The complex deal involving New York-based Hearst and MediaNews Group was documented in court filings earlier this month as part of a federal antitrust case targeting their plans to consolidate some business operations of their Bay Area newspapers.
A San Francisco investor is trying to block the consolidation, claiming such cooperation violates antitrust laws.
In the filing in San Francisco, the media companies disclosed plans for Hearst to purchase the Daily Breeze from Copley and then sell it to MediaNews along with two other publications, the Monterey County (Calif.) Herald and the St. Paul (Minn.) Pioneer Press.
The Daily Breeze is one of 20 newspapers published by Copley, which is based in San Diego.
Copley is the sixth-largest private family owned newspaper group in the United States and is the 19th largest newspaper group in the country.
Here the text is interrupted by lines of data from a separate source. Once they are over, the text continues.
use thiserror::Error;

#[derive(Debug, Clone, Copy, PartialEq, Eq)]
pub struct ContestRecord {
    pub rating: i64,
    pub contest_count: u32,
}

#[derive(Debug, Clone, Copy, PartialEq, Eq)]
pub struct SubmitRecord {
    pub accepted_count: u32,
    pub submitted_count: u32,
}

#[derive(Debug, Clone, Error, PartialEq, Eq)]
pub enum FetchError {
    #[error("{platform} unavailable: {reason}")]
    Unavailable { platform: String, reason: String },
    #[error("malformed {platform} response: {reason}")]
    Malformed { platform: String, reason: String },
    #[error("no fetcher configured for {platform}")]
    Unsupported { platform: String },
}

impl FetchError {
    pub fn unavailable(platform: &str, err: impl std::fmt::Display) -> Self {
        FetchError::Unavailable {
            platform: platform.to_string(),
            reason: format!("{err:#}"),
        }
    }

    pub fn malformed(platform: &str, err: impl std::fmt::Display) -> Self {
        FetchError::Malformed {
            platform: platform.to_string(),
            reason: format!("{err:#}"),
        }
    }
}

/// Source of per-handle statistics. Calls may block for as long as the
/// remote side takes; the engine only invokes them from worker threads.
pub trait FetchClient: Send + Sync {
    fn fetch_contest_record(&self, platform: &str, handle: &str)
    -> Result<ContestRecord, FetchError>;

    fn fetch_submit_record(&self, platform: &str, handle: &str) -> Result<SubmitRecord, FetchError>;
}
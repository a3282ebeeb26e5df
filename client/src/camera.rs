//! View anchor: the simulation's read/write boundary with the external camera.
//!
//! The renderer owns the real camera; the simulation only needs its
//! horizontal movement basis (forward/side vectors), its orbit target, and
//! the yaw from the avatar to the camera for facing. The anchor follows the
//! collider's upper endpoint in lock-step, with no smoothing of its own.

use nalgebra as na;
use shared::constants::JOYSTICK_SCALE;
use shared::{Quat, Vec3};

const DIR_EPS: f32 = 1.0e-6;

#[derive(Clone, Debug)]
pub struct ViewAnchor {
    /// Camera world position.
    pub position: na::Point3<f32>,
    /// Orbit target; kept equal to the collider's upper endpoint.
    pub target: na::Point3<f32>,
    /// Camera orientation, updated by the external orbit controls.
    pub rotation: Quat,
}

impl Default for ViewAnchor {
    fn default() -> Self {
        Self {
            position: na::Point3::origin(),
            target: na::Point3::origin(),
            rotation: Quat::identity(),
        }
    }
}

impl ViewAnchor {
    /// Camera forward projected to the horizontal plane, normalized.
    ///
    /// Zero when the camera looks straight up or down; movement simply stalls
    /// for that tick instead of producing non-finite velocity.
    pub fn forward_vector(&self) -> Vec3 {
        let mut dir = self.rotation * Vec3::new(0.0, 0.0, -1.0);
        dir.y = 0.0;
        let norm = dir.norm();
        if norm < DIR_EPS {
            return Vec3::zeros();
        }
        dir / norm
    }

    /// Horizontal side vector (forward × up), pointing to the camera's right.
    pub fn side_vector(&self) -> Vec3 {
        self.forward_vector().cross(&Vec3::y())
    }

    /// Camera-relative world vector for the analog joystick.
    ///
    /// The stick's (x, y) maps to (x, 0, -y) in camera space, is rotated into
    /// the world, flattened, and scaled by the fixed [`JOYSTICK_SCALE`]. Not
    /// normalized and not dt-scaled; the analog path feeds velocity directly.
    pub fn joystick_world_vector(&self, joystick: na::Vector2<f32>) -> Vec3 {
        let mut dir = self.rotation * Vec3::new(joystick.x, 0.0, -joystick.y);
        dir.y = 0.0;
        dir * JOYSTICK_SCALE
    }

    /// Shift the camera so it tracks `new_target` rigidly (no smoothing on the
    /// local player's own view).
    pub fn follow(&mut self, new_target: na::Point3<f32>) {
        let delta = new_target - self.target;
        self.position += delta;
        self.target = new_target;
    }

    /// Yaw angle from `point` toward the camera, about +Y.
    pub fn angle_from(&self, point: na::Point3<f32>) -> f32 {
        (self.position.x - point.x).atan2(self.position.z - point.z)
    }
}

#[cfg(test)]
mod tests {
    use super::*;
    use std::f32::consts::FRAC_PI_2;

    #[test]
    fn identity_rotation_faces_negative_z() {
        let anchor = ViewAnchor::default();
        let fwd = anchor.forward_vector();
        assert!((fwd - Vec3::new(0.0, 0.0, -1.0)).norm() < 1.0e-6);

        // forward × up points to the camera's right (+X when facing -Z).
        let side = anchor.side_vector();
        assert!((side - Vec3::new(1.0, 0.0, 0.0)).norm() < 1.0e-6);
    }

    #[test]
    fn forward_is_flattened_and_renormalized() {
        let mut anchor = ViewAnchor::default();
        // Pitch the camera 45° down; the horizontal projection must stay unit length.
        anchor.rotation = Quat::from_axis_angle(&Vec3::x_axis(), -0.78);
        let fwd = anchor.forward_vector();
        assert!(fwd.y.abs() < 1.0e-6);
        assert!((fwd.norm() - 1.0).abs() < 1.0e-6);
    }

    #[test]
    fn straight_down_camera_yields_zero_forward() {
        let mut anchor = ViewAnchor::default();
        anchor.rotation = Quat::from_axis_angle(&Vec3::x_axis(), -FRAC_PI_2);
        assert_eq!(anchor.forward_vector(), Vec3::zeros());
    }

    #[test]
    fn follow_keeps_camera_offset_rigid() {
        let mut anchor = ViewAnchor::default();
        anchor.position = na::Point3::new(0.0, 2.0, 5.0);
        anchor.follow(na::Point3::new(3.0, 1.0, 0.0));
        assert_eq!(anchor.position, na::Point3::new(3.0, 3.0, 5.0));
        assert_eq!(anchor.target, na::Point3::new(3.0, 1.0, 0.0));
    }

    #[test]
    fn joystick_vector_uses_fixed_scale() {
        let anchor = ViewAnchor::default();
        // Full forward deflection maps to camera-forward scaled by 1.5.
        let v = anchor.joystick_world_vector(na::Vector2::new(0.0, 1.0));
        assert!((v - Vec3::new(0.0, 0.0, -JOYSTICK_SCALE)).norm() < 1.0e-6);
    }
}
Copley also said earlier this year it was exploring the possible sale of its seven newspapers in Ohio and Illinois but intends to retain the Union-Tribune.
The company also operates Copley News Service, which provides news, commentary and features from bureaus in Washington, D.C., Los Angeles, Chicago and Mexico City, as well as in Sacramento and the state capitals of Ohio and Illinois.
The news service shared a Pulitzer Prize in April with the Union-Tribune for exposing the bribery scandal that brought down then-U.S. Rep. Randy "Duke" Cunningham.
The company that became The Copley Press was started in 1905 in Illinois by Col. Ira C. Copley. He expanded to California in 1928. Helen Copley ran the company from 1973 until her retirement in 2001 and her son, David C. Copley, succeeded her.
Founded by political activist and retired pharmacist S.D. "Doc" Barkley, the Torrance paper began as a weekly in 1894 known as The Breeze. It covered several Los Angeles beach communities before it became part of the Copley family holdings in the late 1920s.